## Exercise description
The output must match the entries below exactly.
____ Material shown
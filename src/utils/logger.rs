use std::io;
use tracing::{debug, error, info, warn};
use tracing_subscriber::{layer::SubscriberExt, util::SubscriberInitExt};

/// Initialize the logging system
///
/// `RUST_LOG` wins when set; otherwise `verbose` picks between `debug` and `warn`.
pub fn init_logger(verbose: bool) {
    let default_level = if verbose { "debug" } else { "warn" };
    let filter = tracing_subscriber::EnvFilter::try_from_default_env()
        .unwrap_or_else(|_| tracing_subscriber::EnvFilter::new(default_level));

    // try_init: a second call (tests, embedding hosts) must not panic
    let _ = tracing_subscriber::registry()
        .with(filter)
        .with(
            tracing_subscriber::fmt::layer()
                .with_writer(io::stderr) // Keep stdout for the conversation itself
                .with_target(false)
                .with_thread_ids(false)
                .with_thread_names(false)
                .compact(),
        )
        .try_init();
}

/// Log an info message with emoji prefix
pub fn log_info(emoji: &str, message: impl std::fmt::Display) {
    info!("{} {}", emoji, message);
}

/// Log a warning message with emoji prefix
pub fn log_warn(emoji: &str, message: impl std::fmt::Display) {
    warn!("{} {}", emoji, message);
}

/// Log an error message with emoji prefix
pub fn log_error(emoji: &str, message: impl std::fmt::Display) {
    error!("{} {}", emoji, message);
}

/// Log a debug message
pub fn log_debug(message: impl std::fmt::Display) {
    debug!("{}", message);
}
________
## Answer box
filename src/utils/logger.rs
use std::io;
use tracing::{debug, error, info, warn};
use tracing_subscriber::{layer::SubscriberExt, util::SubscriberInitExt};

/// Initialize the logging system
///
/// `RUST_LOG` wins when set; otherwise `verbose` picks between `debug` and `warn`.
pub fn init_logger(verbose: bool) {
    let default_level = if verbose { "debug" } else { "warn" };
    let filter = tracing_subscriber::EnvFilter::try_from_default_env()
        .unwrap_or_else(|_| tracing_subscriber::EnvFilter::new(default_level));

    // try_init: a second call (tests, embedding hosts) must not panic
    let _ = tracing_subscriber::registry()
        .with(filter)
        .with(
            tracing_subscriber::fmt::layer()
                .with_writer(io::stderr) // Keep stdout for the conversation itself
                .with_target(false)
                .with_thread_ids(false)
                .with_thread_names(false)
                .compact(),
        )
        .try_init();
}

/// Log an info message with emoji prefix
pub fn log_info(emoji: &str, message: impl std::fmt::Display) {
    info!("{} {}", emoji, message);
}

/// Log a warning message with emoji prefix
pub fn log_warn(emoji: &str, message: impl std::fmt::Display) {
    warn!("{} {}", emoji, message);
}

/// Log an error message with emoji prefix
pub fn log_error(emoji: &str, message: impl std::fmt::Display) {
    error!("{} {}", emoji, message);
}

/// Log a debug message
pub fn log_debug(message: impl std::fmt::Display) {
    debug!("{}", message);
}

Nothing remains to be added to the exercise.